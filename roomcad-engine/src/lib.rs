pub mod command;
pub mod request;
pub mod transaction;
pub mod txn_state;

pub mod errors {
    use roomcad_core::document::EntityId;
    use roomcad_core::sketch::SketchError;
    use thiserror::Error;

    use crate::request::{RequestAction, RequestState};
    use crate::transaction::RequestType;

    /// 事务层错误。均属于调用方的编程错误，只让当前用户操作失败，不影响文档。
    #[derive(Debug, Error)]
    pub enum TransactionError {
        #[error("no factory registered for request type `{0}`")]
        UnknownRequestType(RequestType),
        #[error("request `{request}` is missing argument #{index}")]
        MissingArgument { request: RequestType, index: usize },
        #[error("request `{request}` argument #{index}: expected {expected}, found {found}")]
        ArgumentMismatch {
            request: RequestType,
            index: usize,
            expected: &'static str,
            found: &'static str,
        },
        #[error("cannot {action} a request in state {from:?}")]
        InvalidTransition {
            from: RequestState,
            action: RequestAction,
        },
        #[error("entity {0} not found")]
        EntityNotFound(EntityId),
        #[error("entity {entity} is not a {expected}")]
        WrongKind {
            entity: EntityId,
            expected: &'static str,
        },
        #[error(transparent)]
        Sketch(#[from] SketchError),
    }

    #[derive(Debug, Error)]
    pub enum EngineError {
        #[error("a command batch is already open")]
        BatchAlreadyOpen,
        #[error("no command batch is open")]
        NoOpenBatch,
        #[error("cannot undo or redo while a command batch is open")]
        BatchOpen,
        #[error(transparent)]
        Transaction(#[from] TransactionError),
    }
}

pub mod editor {
    use roomcad_config::HistoryConfig;
    use roomcad_core::document::{Document, Entity, EntityId, Material};
    use roomcad_core::geometry::{Curve2d, Point2};
    use roomcad_core::sketch::{Background, IdRegistry, Region, Sketch2d};
    use tracing::debug;

    use crate::command::{Command, CommandContext, CommandManager, CommandOutcome};
    use crate::errors::EngineError;
    use crate::transaction::TransactionManager;

    /// 引擎层持有文档、id 注册表与两个管理器，命令都通过这里执行。
    #[derive(Debug)]
    pub struct Editor {
        document: Document,
        ids: IdRegistry,
        transactions: TransactionManager,
        commands: CommandManager,
    }

    #[derive(Debug, Clone, Copy)]
    pub struct DemoEntities {
        pub wall: EntityId,
        pub door: EntityId,
        pub sofa: EntityId,
        pub group: EntityId,
        pub floor: EntityId,
    }

    impl Editor {
        pub fn new(history: &HistoryConfig) -> Self {
            Self {
                document: Document::new(),
                ids: IdRegistry::new(),
                transactions: TransactionManager::new(),
                commands: CommandManager::new(history),
            }
        }

        #[inline]
        pub fn document(&self) -> &Document {
            &self.document
        }

        #[inline]
        pub fn document_mut(&mut self) -> &mut Document {
            &mut self.document
        }

        #[inline]
        pub fn ids_mut(&mut self) -> &mut IdRegistry {
            &mut self.ids
        }

        #[inline]
        pub fn commands(&self) -> &CommandManager {
            &self.commands
        }

        pub fn entity(&self, id: EntityId) -> Option<&Entity> {
            self.document.entity(id)
        }

        pub fn execute<C>(&mut self, command: C) -> Result<CommandOutcome, EngineError>
        where
            C: Command + 'static,
        {
            let mut context = CommandContext {
                document: &mut self.document,
                transactions: &mut self.transactions,
                ids: &mut self.ids,
            };
            self.commands.execute(Box::new(command), &mut context)
        }

        /// 撤销最近一条历史，返回其命令名；历史为空时返回 `None`。
        pub fn undo(&mut self) -> Result<Option<&'static str>, EngineError> {
            self.commands.undo(&mut self.document)
        }

        pub fn redo(&mut self) -> Result<Option<&'static str>, EngineError> {
            self.commands.redo(&mut self.document)
        }

        pub fn begin_batch(&mut self, name: &'static str) -> Result<(), EngineError> {
            self.commands.begin_batch(name)
        }

        pub fn end_batch(&mut self) -> Result<bool, EngineError> {
            self.commands.end_batch()
        }

        /// 为 CLI / 快速验证填充一组示例实体，返回关键实体 ID。
        pub fn populate_demo(&mut self) -> DemoEntities {
            let wall = self.document.add_wall(
                Point2::new(0.0, 0.0),
                Point2::new(6.0, 0.0),
                0.24,
                2.8,
                Material::new("paint-white", 0xf5f5f0),
            );
            let door = self.document.add_opening(
                Some(wall),
                Point2::new(2.0, 0.0),
                0.9,
                2.1,
                Material::new("door-walnut", 0x5d4037),
            );
            let sofa = self.document.add_customized_model(
                "sofa",
                Point2::new(3.0, 2.0),
                Material::new("fabric-grey", 0x9e9e9e),
            );
            let group = self.document.add_group(Vec::new());

            let rectangle = Curve2d::closed_polygon(&[
                Point2::new(0.0, 0.0),
                Point2::new(6.0, 0.0),
                Point2::new(6.0, 4.0),
                Point2::new(0.0, 4.0),
            ]);
            let column = Curve2d::closed_polygon(&[
                Point2::new(2.5, 1.5),
                Point2::new(3.0, 1.5),
                Point2::new(3.0, 2.0),
                Point2::new(2.5, 2.0),
            ]);
            let regions = match Region::new(rectangle, vec![column]) {
                Ok(region) => vec![region],
                Err(err) => {
                    debug!(error = %err, "示例区域无效，使用空背景");
                    Vec::new()
                }
            };
            let background = Background::create(&mut self.ids, regions);
            let sketch = Sketch2d::create(&mut self.ids, background);
            let floor = self.document.add_sketch(sketch);

            let ids = DemoEntities {
                wall,
                door,
                sofa,
                group,
                floor,
            };

            debug!(
                wall = ids.wall.get(),
                door = ids.door.get(),
                sofa = ids.sofa.get(),
                group = ids.group.get(),
                floor = ids.floor.get(),
                "已创建演示实体"
            );

            ids
        }
    }

    impl Default for Editor {
        fn default() -> Self {
            Self::new(&HistoryConfig::default())
        }
    }

    #[cfg(test)]
    mod tests {
        use roomcad_core::document::EntityKind;

        use super::*;
        use crate::command::{CmdFlipContent, CmdIncludeIntoGroup};

        #[test]
        fn demo_population_creates_entities() {
            let mut editor = Editor::default();
            let ids = editor.populate_demo();
            assert_eq!(editor.document().entities().count(), 5);
            assert!(matches!(
                editor.entity(ids.floor).map(|entity| &entity.kind),
                Some(EntityKind::Sketch(_))
            ));
            let regions = editor
                .entity(ids.floor)
                .and_then(Entity::sketch)
                .map(Sketch2d::to_builder_regions)
                .expect("floor sketch");
            assert_eq!(regions[0].holes.len(), 1);
        }

        #[test]
        fn editor_runs_undo_and_redo() {
            let mut editor = Editor::default();
            let ids = editor.populate_demo();

            let outcome = editor
                .execute(CmdFlipContent::new(ids.door))
                .expect("flip");
            assert_eq!(outcome, CommandOutcome::Completed);
            assert_eq!(editor.entity(ids.door).and_then(Entity::flipped), Some(true));

            assert_eq!(editor.undo().expect("undo"), Some("flip_content"));
            assert_eq!(editor.entity(ids.door).and_then(Entity::flipped), Some(false));
            assert_eq!(editor.redo().expect("redo"), Some("flip_content"));
            assert_eq!(editor.entity(ids.door).and_then(Entity::flipped), Some(true));
            assert_eq!(editor.redo().expect("redo"), None);
        }

        #[test]
        fn batch_collapses_commands_into_one_entry() {
            let mut editor = Editor::default();
            let ids = editor.populate_demo();

            editor.begin_batch("furnish").expect("begin");
            assert!(matches!(
                editor.begin_batch("again"),
                Err(EngineError::BatchAlreadyOpen)
            ));
            editor
                .execute(CmdIncludeIntoGroup::new(ids.group, vec![ids.sofa]))
                .expect("include");
            editor.execute(CmdFlipContent::new(ids.sofa)).expect("flip");
            assert!(editor.end_batch().expect("end"));
            assert_eq!(editor.commands().undo_len(), 1);

            assert_eq!(editor.undo().expect("undo"), Some("furnish"));
            let sofa = editor.entity(ids.sofa).expect("sofa");
            assert_eq!(sofa.group, None);
            assert_eq!(sofa.flipped(), Some(false));
            assert!(matches!(editor.end_batch(), Err(EngineError::NoOpenBatch)));
        }
    }
}
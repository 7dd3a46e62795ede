//! 事务管理器：按类型标签创建请求、提交请求，并暂存已提交但尚未写入历史的请求。

use std::collections::HashMap;
use std::fmt;

use roomcad_core::document::{Document, EntityId, Material};
use roomcad_core::geometry::{Point2, Vector2};
use roomcad_core::sketch::{Guideline, GuidelineKind, Region, SketchId};
use tracing::{debug, info, warn};

use crate::errors::TransactionError;
use crate::request::{
    AddGuideline, AddGuidelineRequest, AddMolding, AddMoldingRequest, ChangeGuidelineType,
    ChangeGuidelineTypeRequest, DeleteEntity, DeleteEntityRequest, EditMaterialRequest,
    FlipContent, FlipContentRequest, IncludeIntoGroup, IncludeIntoGroupRequest, MoveEntity,
    MoveEntityRequest, Request, SetBackgroundRegions, SetBackgroundRegionsRequest,
};

/// 命令与请求工厂共享的请求类型标签。
#[derive(Debug, Clone, Copy, PartialEq, Eq, Hash)]
pub enum RequestType {
    EditMaterial,
    FlipContent,
    IncludeIntoGroup,
    MoveEntity,
    SetBackgroundRegions,
    AddGuideline,
    ChangeGuidelineType,
    DeleteEntity,
    AddMolding,
}

impl RequestType {
    pub const ALL: [RequestType; 9] = [
        RequestType::EditMaterial,
        RequestType::FlipContent,
        RequestType::IncludeIntoGroup,
        RequestType::MoveEntity,
        RequestType::SetBackgroundRegions,
        RequestType::AddGuideline,
        RequestType::ChangeGuidelineType,
        RequestType::DeleteEntity,
        RequestType::AddMolding,
    ];

    pub fn as_str(self) -> &'static str {
        match self {
            RequestType::EditMaterial => "edit_material",
            RequestType::FlipContent => "flip_content",
            RequestType::IncludeIntoGroup => "include_into_group",
            RequestType::MoveEntity => "move_entity",
            RequestType::SetBackgroundRegions => "set_background_regions",
            RequestType::AddGuideline => "add_guideline",
            RequestType::ChangeGuidelineType => "change_guideline_type",
            RequestType::DeleteEntity => "delete_entity",
            RequestType::AddMolding => "add_molding",
        }
    }
}

impl fmt::Display for RequestType {
    fn fmt(&self, f: &mut fmt::Formatter<'_>) -> fmt::Result {
        f.write_str(self.as_str())
    }
}

/// 请求工厂的参数。
#[derive(Debug, Clone)]
pub enum RequestArg {
    Entity(EntityId),
    SketchItem(SketchId),
    Material(Material),
    Offset(Vector2),
    Regions(Vec<Region>),
    Guideline(Guideline),
    GuidelineKind(GuidelineKind),
    Text(String),
    Points(Vec<Point2>),
}

impl RequestArg {
    pub fn type_name(&self) -> &'static str {
        match self {
            RequestArg::Entity(_) => "entity",
            RequestArg::SketchItem(_) => "sketch item",
            RequestArg::Material(_) => "material",
            RequestArg::Offset(_) => "offset",
            RequestArg::Regions(_) => "regions",
            RequestArg::Guideline(_) => "guideline",
            RequestArg::GuidelineKind(_) => "guideline kind",
            RequestArg::Text(_) => "text",
            RequestArg::Points(_) => "points",
        }
    }
}

/// 按位置依次读取参数，类型不符或缺失时报告参数序号。
#[derive(Debug)]
pub struct ArgReader {
    request: RequestType,
    args: std::vec::IntoIter<RequestArg>,
    index: usize,
}

macro_rules! arg_accessor {
    ($name:ident, $variant:ident, $ty:ty, $expected:literal) => {
        pub fn $name(&mut self) -> Result<$ty, TransactionError> {
            match self.next()? {
                RequestArg::$variant(value) => Ok(value),
                other => Err(self.mismatch($expected, &other)),
            }
        }
    };
}

impl ArgReader {
    pub fn new(request: RequestType, args: Vec<RequestArg>) -> Self {
        Self {
            request,
            args: args.into_iter(),
            index: 0,
        }
    }

    fn next(&mut self) -> Result<RequestArg, TransactionError> {
        let arg = self.args.next().ok_or(TransactionError::MissingArgument {
            request: self.request,
            index: self.index,
        })?;
        self.index += 1;
        Ok(arg)
    }

    fn mismatch(&self, expected: &'static str, found: &RequestArg) -> TransactionError {
        TransactionError::ArgumentMismatch {
            request: self.request,
            index: self.index - 1,
            expected,
            found: found.type_name(),
        }
    }

    arg_accessor!(entity, Entity, EntityId, "entity");
    arg_accessor!(sketch_item, SketchItem, SketchId, "sketch item");
    arg_accessor!(material, Material, Material, "material");
    arg_accessor!(offset, Offset, Vector2, "offset");
    arg_accessor!(regions, Regions, Vec<Region>, "regions");
    arg_accessor!(guideline, Guideline, Guideline, "guideline");
    arg_accessor!(guideline_kind, GuidelineKind, GuidelineKind, "guideline kind");
    arg_accessor!(text, Text, String, "text");
    arg_accessor!(points, Points, Vec<Point2>, "points");
}

pub type RequestFactory = fn(&mut ArgReader) -> Result<Box<dyn Request>, TransactionError>;

/// 请求类型到工厂函数的映射表。
pub struct RequestRegistry {
    factories: HashMap<RequestType, RequestFactory>,
}

impl RequestRegistry {
    pub fn empty() -> Self {
        Self {
            factories: HashMap::new(),
        }
    }

    /// 注册全部内置请求。
    pub fn new() -> Self {
        let mut registry = Self::empty();
        registry.register(RequestType::EditMaterial, |args| {
            Ok(Box::new(EditMaterialRequest::new(args.entity()?, args.material()?)))
        });
        registry.register(RequestType::FlipContent, |args| {
            Ok(Box::new(FlipContentRequest::new(FlipContent {
                entity: args.entity()?,
            })))
        });
        registry.register(RequestType::IncludeIntoGroup, |args| {
            Ok(Box::new(IncludeIntoGroupRequest::new(IncludeIntoGroup {
                group: args.entity()?,
                member: args.entity()?,
            })))
        });
        registry.register(RequestType::MoveEntity, |args| {
            Ok(Box::new(MoveEntityRequest::new(MoveEntity {
                entity: args.entity()?,
                offset: args.offset()?,
            })))
        });
        registry.register(RequestType::SetBackgroundRegions, |args| {
            Ok(Box::new(SetBackgroundRegionsRequest::new(
                SetBackgroundRegions {
                    sketch: args.entity()?,
                    regions: args.regions()?,
                },
            )))
        });
        registry.register(RequestType::AddGuideline, |args| {
            Ok(Box::new(AddGuidelineRequest::new(AddGuideline {
                sketch: args.entity()?,
                guideline: args.guideline()?,
            })))
        });
        registry.register(RequestType::ChangeGuidelineType, |args| {
            Ok(Box::new(ChangeGuidelineTypeRequest::new(
                ChangeGuidelineType {
                    sketch: args.entity()?,
                    guideline: args.sketch_item()?,
                    kind: args.guideline_kind()?,
                },
            )))
        });
        registry.register(RequestType::DeleteEntity, |args| {
            Ok(Box::new(DeleteEntityRequest::new(DeleteEntity {
                entity: args.entity()?,
            })))
        });
        registry.register(RequestType::AddMolding, |args| {
            Ok(Box::new(AddMoldingRequest::new(AddMolding::new(
                args.entity()?,
                args.text()?,
                args.points()?,
                args.material()?,
            ))))
        });
        registry
    }

    pub fn register(&mut self, request: RequestType, factory: RequestFactory) {
        self.factories.insert(request, factory);
    }

    pub fn contains(&self, request: RequestType) -> bool {
        self.factories.contains_key(&request)
    }

    pub fn create(
        &self,
        request: RequestType,
        args: Vec<RequestArg>,
    ) -> Result<Box<dyn Request>, TransactionError> {
        let factory = self
            .factories
            .get(&request)
            .ok_or(TransactionError::UnknownRequestType(request))?;
        factory(&mut ArgReader::new(request, args))
    }
}

impl Default for RequestRegistry {
    fn default() -> Self {
        Self::new()
    }
}

impl fmt::Debug for RequestRegistry {
    fn fmt(&self, f: &mut fmt::Formatter<'_>) -> fmt::Result {
        f.debug_struct("RequestRegistry")
            .field("registered", &self.factories.len())
            .finish()
    }
}

/// 已提交的请求先暂存在 `pending` 中，由命令管理器在命令完成时取走。
#[derive(Debug, Default)]
pub struct TransactionManager {
    registry: RequestRegistry,
    pending: Vec<Box<dyn Request>>,
}

impl TransactionManager {
    pub fn new() -> Self {
        Self::with_registry(RequestRegistry::new())
    }

    pub fn with_registry(registry: RequestRegistry) -> Self {
        Self {
            registry,
            pending: Vec::new(),
        }
    }

    #[inline]
    pub fn registry_mut(&mut self) -> &mut RequestRegistry {
        &mut self.registry
    }

    pub fn create_request(
        &self,
        request: RequestType,
        args: Vec<RequestArg>,
    ) -> Result<Box<dyn Request>, TransactionError> {
        self.registry.create(request, args)
    }

    pub fn commit(
        &mut self,
        mut request: Box<dyn Request>,
        doc: &mut Document,
    ) -> Result<(), TransactionError> {
        request.on_commit(doc)?;
        info!(
            request = %request.request_type(),
            description = %request.description(),
            "事务已提交"
        );
        self.pending.push(request);
        Ok(())
    }

    #[inline]
    pub fn has_pending(&self) -> bool {
        !self.pending.is_empty()
    }

    pub fn take_pending(&mut self) -> Vec<Box<dyn Request>> {
        std::mem::take(&mut self.pending)
    }

    /// 按提交的逆序撤销暂存请求并丢弃，返回回滚的数量。
    ///
    /// 回滚后的文档与命令执行前一致，恢复过程中入队的变更事件一并丢弃。
    pub fn rollback_pending(&mut self, doc: &mut Document) -> usize {
        let pending = self.take_pending();
        let count = pending.len();
        let events = doc.event_count();
        for mut request in pending.into_iter().rev() {
            if let Err(err) = request.on_undo(doc) {
                warn!(
                    request = %request.request_type(),
                    error = %err,
                    "回滚事务失败"
                );
            }
        }
        doc.truncate_events(events);
        if count > 0 {
            debug!(count, "已回滚未完成的事务");
        }
        count
    }
}
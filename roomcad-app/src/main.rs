use std::path::PathBuf;

use clap::{Parser, Subcommand};
use roomcad_config::{AppConfig, ConfigError};
use tracing::{error, info, warn};
use tracing_subscriber::{EnvFilter, fmt};

mod cli;

/// RoomCAD 命令行：驱动事务引擎并打印草图拓扑。
#[derive(Debug, Parser)]
#[command(name = "roomcad", version, about)]
struct Args {
    /// 配置文件路径，缺省时按 ROOMCAD_CONFIG 与 ./config/default.toml 查找
    #[arg(long)]
    config: Option<PathBuf>,

    /// 覆盖配置中的日志等级
    #[arg(long)]
    log_level: Option<String>,

    #[command(subcommand)]
    command: Option<Mode>,
}

#[derive(Debug, Clone, Copy, Subcommand)]
enum Mode {
    /// 执行一组示例命令并演示撤销/重做
    Demo,
    /// 列出已注册的请求类型
    Requests,
}

fn main() {
    let args = Args::parse();

    let mut config = load_configuration(args.config);
    if let Some(level) = args.log_level {
        config.logging.level = level;
    }
    init_logging(&config);
    info!("启动 RoomCAD");

    match args.command.unwrap_or(Mode::Demo) {
        Mode::Demo => {
            if let Err(err) = cli::run_demo(&config) {
                error!(error = %err, "执行 CLI 演示失败");
                std::process::exit(1);
            }
        }
        Mode::Requests => cli::print_request_types(),
    }
}

fn load_configuration(override_path: Option<PathBuf>) -> AppConfig {
    match override_path {
        Some(path) => AppConfig::from_file(&path).unwrap_or_else(|err| {
            warn!(path = %path.display(), error = %err, "加载指定配置失败，使用默认配置");
            AppConfig::default()
        }),
        None => match AppConfig::discover() {
            Ok(cfg) => cfg,
            Err(err) => {
                match &err {
                    ConfigError::Io { path, .. } | ConfigError::Parse { path, .. } => {
                        warn!(path = %path.display(), error = %err, "加载默认配置失败，使用内建默认值");
                    }
                    ConfigError::Invalid { .. } | ConfigError::Context { .. } => {
                        warn!(error = %err, "加载默认配置失败，使用内建默认值");
                    }
                }
                AppConfig::default()
            }
        },
    }
}

fn init_logging(config: &AppConfig) {
    let filter =
        EnvFilter::try_new(config.logging.level.clone()).unwrap_or_else(|_| EnvFilter::new("info"));
    let subscriber = fmt().with_env_filter(filter);
    if subscriber.try_init().is_err() {
        // 已初始化，忽略
    }
}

— WORK ORDER —
Check each line of the data above for the string "false", then report how many lines have it, with no other words.

— RESPONSE AREA —
2